Bert Stronach
- Full name: Robert Summers Stronach
- Born: 19 May 1882 Partick, Glasgow, Scotland
- Died: 28 August 1966 (aged 84)

Rugby union career
- Position: Forward

International career
- Years: Team / Apps / (Points)
- 1901–05: Scotland / 5 / (3)

= Bert Stronach =

Robert Summers Stronach (19 May 1882 — 28 August 1966) was a Scottish sportsperson who competed as a hurdler in athletics, rugby union player and Canadian football player.

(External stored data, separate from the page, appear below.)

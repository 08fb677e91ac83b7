//! Error types for promhouse.

use thiserror::Error;

/// Result type alias for promhouse operations.
pub type Result<T> = std::result::Result<T, Error>;

/// Unified error type for promhouse.
///
/// Crate-local errors (`ConfigError`, `StorageError`, `QueryError`, ...) convert
/// into this type at the binary boundary so that every failure maps onto a
/// stable code.
#[derive(Error, Debug)]
pub enum Error {
    // Configuration errors (10-19)
    #[error("configuration error: {0}")]
    Config(String),

    #[error("invalid identifier: {0}")]
    InvalidIdentifier(String),

    // Validation errors (20-29)
    #[error("start time {start_ms} is after end time {end_ms}")]
    InvalidRange { start_ms: i64, end_ms: i64 },

    #[error("invalid sample budget: {0} (must be at least 1)")]
    InvalidSampleBudget(i64),

    #[error("invalid label matcher: {0}")]
    InvalidMatcher(String),

    // Routing errors (30-39)
    #[error("enqueue for job '{job}' timed out after {millis}ms")]
    EnqueueTimeout { job: String, millis: u64 },

    #[error("delivery queues are closed")]
    QueuesClosed,

    // Storage errors (40-49)
    #[error("storage error: {0}")]
    Storage(String),

    #[error("storage operation timed out after {seconds}s")]
    StorageTimeout { seconds: u64 },

    // I/O errors (60-69)
    #[error("I/O error: {0}")]
    Io(#[from] std::io::Error),

    #[error("JSON serialization error: {0}")]
    Json(#[from] serde_json::Error),
}

impl Error {
    /// Returns the error code for this error type.
    pub fn code(&self) -> u32 {
        match self {
            Error::Config(_) => 10,
            Error::InvalidIdentifier(_) => 11,
            Error::InvalidRange { .. } => 20,
            Error::InvalidSampleBudget(_) => 21,
            Error::InvalidMatcher(_) => 22,
            Error::EnqueueTimeout { .. } => 31,
            Error::QueuesClosed => 32,
            Error::Storage(_) => 40,
            Error::StorageTimeout { .. } => 41,
            Error::Io(_) => 60,
            Error::Json(_) => 61,
        }
    }
}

Born in Partick, Glasgow, Stronach was a Scottish record holder in 120 yard hurdles, setting the new mark at an even 16 seconds when he claimed the first of his three successive British national titles at the AAA Championships from 1904 to 1906. He combined his athletics with rugby union, a sport he played as a forward with Glasgow Academicals RFC. His five Scotland caps included their 1905 Calcutta Cup victory against England.

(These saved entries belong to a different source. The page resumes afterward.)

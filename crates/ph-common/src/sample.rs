//! The immutable sample record routed from ingestion to a batching writer.

use chrono::{DateTime, TimeZone, Utc};
use std::sync::Arc;

/// One observation, with its promoted labels split out into fields.
///
/// A `Sample` is built once during ingest, enqueued, and consumed by exactly
/// one writer. Promoted labels that were absent on the series are empty.
#[derive(Debug, Clone, PartialEq)]
pub struct Sample {
    pub source_ip: String,
    pub app: String,
    pub metric_name: String,
    pub job: String,
    pub namespace: String,
    pub shard: String,
    pub keyspace: String,
    pub component: String,
    pub container_name: String,
    pub value: f64,
    pub timestamp: DateTime<Utc>,
    /// Every label of the series as a literal `name=value` string, in the
    /// order received. Shared by all samples decoded from the same series.
    pub tags: Arc<[String]>,
}

impl Sample {
    /// A sample with every promoted field empty.
    pub fn new(value: f64, timestamp: DateTime<Utc>, tags: Arc<[String]>) -> Self {
        Self {
            source_ip: String::new(),
            app: String::new(),
            metric_name: String::new(),
            job: String::new(),
            namespace: String::new(),
            shard: String::new(),
            keyspace: String::new(),
            component: String::new(),
            container_name: String::new(),
            value,
            timestamp,
            tags,
        }
    }

    /// Whether the sample can be routed at all.
    pub fn has_job(&self) -> bool {
        !self.job.is_empty()
    }
}

/// Convert a protocol timestamp (milliseconds since the epoch) into UTC.
///
/// Out-of-range values clamp to the epoch rather than failing ingest.
pub fn timestamp_from_millis(ms: i64) -> DateTime<Utc> {
    Utc.timestamp_millis_opt(ms)
        .single()
        .unwrap_or(DateTime::<Utc>::UNIX_EPOCH)
}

Stronach took up Canadian football after emigrating to Ontario and played for the Ottawa Rough Riders as an outside wing, helping them win the 1909 Interprovincial Championship. He served with the 38th Battalion of the Canadian Expeditionary Force in World War I, during which he was gassed and took part in the Battle of Vimy Ridge.

After the war, Stronach was Superintendent of Banff National Park, until the injuries he had sustained on the Western Front forced him to retire in 1929. He lived his later years in Oakville, Ontario.